Gemma 4: Frontier Multimodal Intelligence You Can Run Anywhere

Overview

Four Models, One Family: From Edge to Server-Grade Performance

Released April 2, 2026 under Apache 2.0, Gemma 4 delivers frontier-class multimodal intelligence across four architectures. From ultra-mobile 2B edge models to the flagship 31B dense variant, every size processes text, images with variable resolution, video, and audio natively.

Edge Models

Gemma 4 E2B & E4B: On-Device Intelligence

Ultra-compact models with 2.3B and 4.5B effective parameters, built for Pixel, Chrome, and browser deployment with native audio support and 128K context.

The E2B and E4B variants use Per-Layer Embeddings (PLE) to maximize parameter efficiency. They support text, image, video, and audio inputs natively, making them ideal for privacy-focused on-device applications.

Server Models

Gemma 4 31B Dense & 26B MoE: Frontier Performance

The 31B dense model ranks #3 on Arena AI leaderboard with 89.2% on AIME 2026. The 26B MoE activates only 4B parameters per token while maintaining similar quality.

Both models feature 256K context windows, native function calling, and configurable thinking modes. The 31B achieves 85.2% on MMLU Pro and 80% on LiveCodeBench v6, competing with models many times its size.

Capabilities

Native Multimodal

All models process text, images with variable aspect ratios, video, and audio natively. E2B and E4B include audio encoders for speech understanding.
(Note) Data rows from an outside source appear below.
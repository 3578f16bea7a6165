use anyhow::{Context, Result};
use ol_concourse::cli::commands::{GraphCommand, MergeCommand, RenderCommand, ValidateCommand};
use ol_concourse::cli::output::*;
use ol_concourse::cli::{Cli, Command};
use ol_concourse::config::PipelineConfig;
use ol_concourse::model::{merge_named, Pipeline, PipelineFragment};
use tracing::{debug, Level};
use tracing_subscriber::{EnvFilter, FmtSubscriber};

fn main() -> Result<()> {
    let cli = Cli::from_args();

    // Initialize logging; stdout is reserved for rendered output
    let log_level = if cli.verbose { Level::DEBUG } else { Level::INFO };
    let filter = EnvFilter::try_from_default_env()
        .unwrap_or_else(|_| EnvFilter::new(log_level.as_str()));
    let subscriber = FmtSubscriber::builder()
        .with_env_filter(filter)
        .with_writer(std::io::stderr)
        .finish();
    tracing::subscriber::set_global_default(subscriber)
        .context("Failed to set logging subscriber")?;

    // Execute command
    match &cli.command {
        Command::Render(cmd) => render_pipeline(cmd)?,
        Command::Validate(cmd) => validate_document(cmd)?,
        Command::Merge(cmd) => merge_documents(cmd)?,
        Command::Graph(cmd) => show_graph(cmd)?,
    }

    Ok(())
}

fn render_pipeline(cmd: &RenderCommand) -> Result<()> {
    let config = PipelineConfig::from_file(&cmd.file)
        .context("Failed to load pipeline config")?;
    let pipeline = config.to_pipeline()?;

    if cmd.stdout {
        println!("{}", pipeline.to_json_pretty()?);
        return Ok(());
    }

    pipeline
        .write_json(&cmd.output)
        .with_context(|| format!("Failed to write {}", cmd.output))?;

    println!(
        "{} Rendered {} to {}",
        CHECK,
        style(&config.name).bold(),
        style(&cmd.output).cyan()
    );
    println!("  {}", format_pipeline_summary(&pipeline));
    println!("\n{} Apply it with:", INFO);
    println!("  {}", style(config.fly_command(&cmd.output)).bold());

    Ok(())
}

fn load_document(path: &str) -> Result<Pipeline> {
    Pipeline::from_file(path).with_context(|| format!("Failed to load pipeline document {}", path))
}

fn validate_document(cmd: &ValidateCommand) -> Result<()> {
    let pipeline = load_document(&cmd.file)?;
    let report = pipeline.check();

    if cmd.json {
        println!("{}", serde_json::to_string_pretty(&report)?);
    } else if report.is_valid() {
        println!("{} Pipeline document is valid!", CHECK);
        println!("  {}", format_pipeline_summary(&pipeline));
    } else {
        println!(
            "{} Validation failed with {} issue(s):",
            CROSS,
            style(report.issues.len()).red()
        );
        println!("{}", format_report(&report));
    }

    if !report.is_valid() {
        std::process::exit(1);
    }
    Ok(())
}

fn merge_documents(cmd: &MergeCommand) -> Result<()> {
    let mut fragments = Vec::with_capacity(cmd.files.len());
    let mut groups = Vec::new();
    let mut display = None;

    for file in &cmd.files {
        let mut document = load_document(file)?;
        debug!("Loaded {} with {} jobs", file, document.jobs.len());
        groups.append(&mut document.groups);
        display = display.or(document.display.take());
        fragments.push(PipelineFragment::from(document));
    }

    let mut pipeline = PipelineFragment::combine(fragments)
        .context("Failed to merge pipeline documents")?
        .to_pipeline()
        .with_groups(merge_named(groups)?);
    pipeline.display = display;

    let report = pipeline.check();
    if !report.is_valid() {
        println!(
            "{} Merged pipeline has {} issue(s):",
            CROSS,
            style(report.issues.len()).red()
        );
        println!("{}", format_report(&report));
        std::process::exit(1);
    }

    pipeline
        .write_json(&cmd.output)
        .with_context(|| format!("Failed to write {}", cmd.output))?;
    println!(
        "{} Merged {} documents into {}",
        CHECK,
        style(cmd.files.len()).cyan(),
        style(&cmd.output).cyan()
    );
    println!("  {}", format_pipeline_summary(&pipeline));

    Ok(())
}

fn show_graph(cmd: &GraphCommand) -> Result<()> {
    let pipeline = load_document(&cmd.file)?;
    let edges = pipeline.dependency_edges();

    println!("{} Entry jobs:", INFO);
    for root in format_roots(&pipeline, &edges) {
        println!("  {}", root);
    }

    if edges.is_empty() {
        println!("{} No passed constraints found", WARN);
        return Ok(());
    }

    println!("\n{} Dependencies:", INFO);
    for edge in &edges {
        println!("  {}", format_edge(edge));
    }

    Ok(())
}
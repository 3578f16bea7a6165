//! Scenario: hand-written documents with referential problems

use crate::helpers::*;
use ol_concourse::model::Pipeline;
use ol_concourse::validate::ValidationIssue;
use ol_concourse::PipelineError;

const BROKEN: &str = r#"
resources:
  - name: app-code
    type: git
    source: {uri: "https://github.com/mitodl/app"}
  - name: app-image
    type: docker-imag
    source: {repository: mitodl/app}
  - name: nightly
    type: time
    source: {interval: 24h}
jobs:
  - name: deploy-qa
    plan:
      - get: app-code
        trigger: true
        passed: [build-app]
  - name: build-app
    plan:
      - in_parallel:
          - get: app-code
            trigger: true
          - get: nightly
      - put: app-image
  - name: deploy-production
    plan:
      - get: app-code
        passed: [build-app, release-app]
      - get: nightly
        passed: [deploy-qa]
    ensure:
      put: slack-alert
groups:
  - name: app
    jobs: [build-app, deploy-qa, deploy-prod, "deploy-*"]
"#;

#[test]
fn test_every_issue_is_reported() {
    let pipeline = Pipeline::from_yaml(BROKEN).unwrap();
    let report = pipeline.check();

    assert_issue(
        &report,
        &ValidationIssue::PassedJobNotEarlier {
            job: "deploy-qa".to_string(),
            resource: "app-code".to_string(),
            passed: "build-app".to_string(),
        },
    );
    assert_issue(
        &report,
        &ValidationIssue::UnknownPassedJob {
            job: "deploy-production".to_string(),
            resource: "app-code".to_string(),
            passed: "release-app".to_string(),
        },
    );
    assert_issue(
        &report,
        &ValidationIssue::PassedJobMissingResource {
            job: "deploy-production".to_string(),
            resource: "nightly".to_string(),
            passed: "deploy-qa".to_string(),
        },
    );
    assert_issue(
        &report,
        &ValidationIssue::UnknownResource {
            job: "deploy-production".to_string(),
            resource: "slack-alert".to_string(),
        },
    );
    assert_issue(
        &report,
        &ValidationIssue::UnknownResourceType {
            resource: "app-image".to_string(),
            resource_type: "docker-imag".to_string(),
        },
    );
    assert_issue(
        &report,
        &ValidationIssue::UnknownGroupJob {
            group: "app".to_string(),
            job: "deploy-prod".to_string(),
        },
    );
    assert_eq!(report.issues.len(), 6, "{:#?}", report.issues);
}

#[test]
fn test_validate_wraps_the_report() {
    let pipeline = Pipeline::from_yaml(BROKEN).unwrap();
    match pipeline.validate() {
        Err(PipelineError::Validation(report)) => assert_eq!(report.issues.len(), 6),
        other => panic!("Expected validation error, got {:?}", other),
    }
}

#[test]
fn test_self_reference_is_not_earlier() {
    let yaml = r#"
resources:
  - {name: app-code, type: git, source: {uri: "https://x"}}
jobs:
  - name: loop
    plan:
      - {get: app-code, passed: [loop]}
"#;
    let report = Pipeline::from_yaml(yaml).unwrap().check();
    assert_eq!(
        report.issues,
        vec![ValidationIssue::PassedJobNotEarlier {
            job: "loop".to_string(),
            resource: "app-code".to_string(),
            passed: "loop".to_string(),
        }]
    );
}

#[test]
fn test_invalid_identifier_is_rejected_on_load() {
    let yaml = r#"
resources:
  - {name: App_Code, type: git, source: {uri: "https://x"}}
jobs: []
"#;
    assert!(Pipeline::from_yaml(yaml).is_err());
}

#[test]
fn test_passed_through_nested_steps_counts_as_use() {
    let yaml = r#"
resources:
  - {name: app-code, type: git, source: {uri: "https://x"}}
jobs:
  - name: build
    plan:
      - do:
          - try:
              get: app-code
  - name: deploy
    plan:
      - {get: app-code, passed: [build]}
"#;
    assert_valid(&Pipeline::from_yaml(yaml).unwrap());
}
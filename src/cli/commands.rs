//! CLI command definitions

use clap::Args;

/// Render a pipeline definition
#[derive(Debug, Args, Clone)]
pub struct RenderCommand {
    /// Path to pipeline configuration YAML file
    #[arg(short, long)]
    pub file: String,

    /// Where to write the rendered definition
    #[arg(short, long, default_value = "definition.json")]
    pub output: String,

    /// Print the definition to stdout instead of writing a file
    #[arg(long, conflicts_with = "output")]
    pub stdout: bool,
}

/// Validate a pipeline document
#[derive(Debug, Args, Clone)]
pub struct ValidateCommand {
    /// Path to a JSON or YAML pipeline document
    #[arg(short, long)]
    pub file: String,

    /// Output issues in JSON format
    #[arg(long)]
    pub json: bool,
}

/// Merge pipeline documents
#[derive(Debug, Args, Clone)]
pub struct MergeCommand {
    /// Where to write the merged definition
    #[arg(short, long)]
    pub output: String,

    /// Documents to merge, in order
    #[arg(required = true)]
    pub files: Vec<String>,
}

/// Print job dependency edges
#[derive(Debug, Args, Clone)]
pub struct GraphCommand {
    /// Path to a JSON or YAML pipeline document
    #[arg(short, long)]
    pub file: String,
}
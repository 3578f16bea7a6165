//! Self-updating pipelines
//!
//! The meta job renders the pipeline from its configuration inside the
//! build and applies the result with `set_pipeline: self`, so merged
//! configuration changes reach the CI server without a manual `fly` run.

use crate::error::Result;
use crate::model::{
    AnonymousResource, Command, Config, GetStep, Identifier, Input, Job, Output, PipelineFragment,
    Platform, Resource, SetPipelineStep, StepModifiers, TaskConfig, TaskStep,
};
use serde_json::json;

/// Output directory of the render task
const RENDER_OUTPUT: &str = "pipeline";

#[derive(Debug, Clone)]
pub struct MetaPipeline {
    pub pipeline_name: String,

    /// Repository holding the pipeline configuration
    pub code: Resource,

    /// Configuration path relative to the repository root
    pub config_path: String,

    /// Image with the `ol-concourse` binary on its path
    pub image_repository: String,

    pub image_tag: String,
}

impl MetaPipeline {
    pub fn job_name(&self) -> Result<Identifier> {
        Identifier::new(format!("set-{}-pipeline", self.pipeline_name))
    }

    pub fn definition_path(&self) -> String {
        format!("{}/definition.json", RENDER_OUTPUT)
    }

    fn render_task(&self) -> Result<TaskStep> {
        let mut source = Config::new();
        source.insert("repository".to_string(), json!(self.image_repository));
        source.insert("tag".to_string(), json!(self.image_tag));

        let config = TaskConfig {
            platform: Platform::Linux,
            image_resource: Some(AnonymousResource {
                resource_type: Identifier::new("registry-image")?,
                source,
                params: None,
                version: None,
            }),
            run: Command {
                path: "ol-concourse".to_string(),
                args: vec![
                    "render".to_string(),
                    "--file".to_string(),
                    format!("{}/{}", self.code.name, self.config_path),
                    "--output".to_string(),
                    self.definition_path(),
                ],
                dir: None,
                user: None,
            },
            inputs: vec![Input::named(self.code.name.as_str())],
            outputs: vec![Output::named(RENDER_OUTPUT)],
            caches: Vec::new(),
            params: None,
            rootfs_uri: None,
        };

        Ok(TaskStep::inline(
            Identifier::new(format!("render-{}-pipeline", self.pipeline_name))?,
            config,
        ))
    }
}

/// The job that keeps a pipeline in sync with its configuration
pub fn meta_pipeline_job(meta: &MetaPipeline) -> Result<PipelineFragment> {
    let plan = vec![
        GetStep::new(meta.code.name.clone()).trigger(true).into(),
        meta.render_task()?.into(),
        SetPipelineStep {
            set_pipeline: "self".to_string(),
            file: meta.definition_path(),
            vars: None,
            var_files: Vec::new(),
            instance_vars: None,
            team: None,
            modifiers: StepModifiers::default(),
        }
        .into(),
    ];

    Ok(PipelineFragment::new(
        Vec::new(),
        vec![meta.code.clone()],
        vec![Job::new(meta.job_name()?, plan)],
    ))
}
The vision encoder uses learned 2D positions and multidimensional RoPE, preserving original aspect ratios. Images can be encoded to different token budgets (70, 140, 280, 560, 1120) for optimal speed-quality tradeoffs.

All Models

Architecture

Extended Context Windows

Small models feature 128K context, while medium models support 256K. Dual RoPE configurations enable longer context processing.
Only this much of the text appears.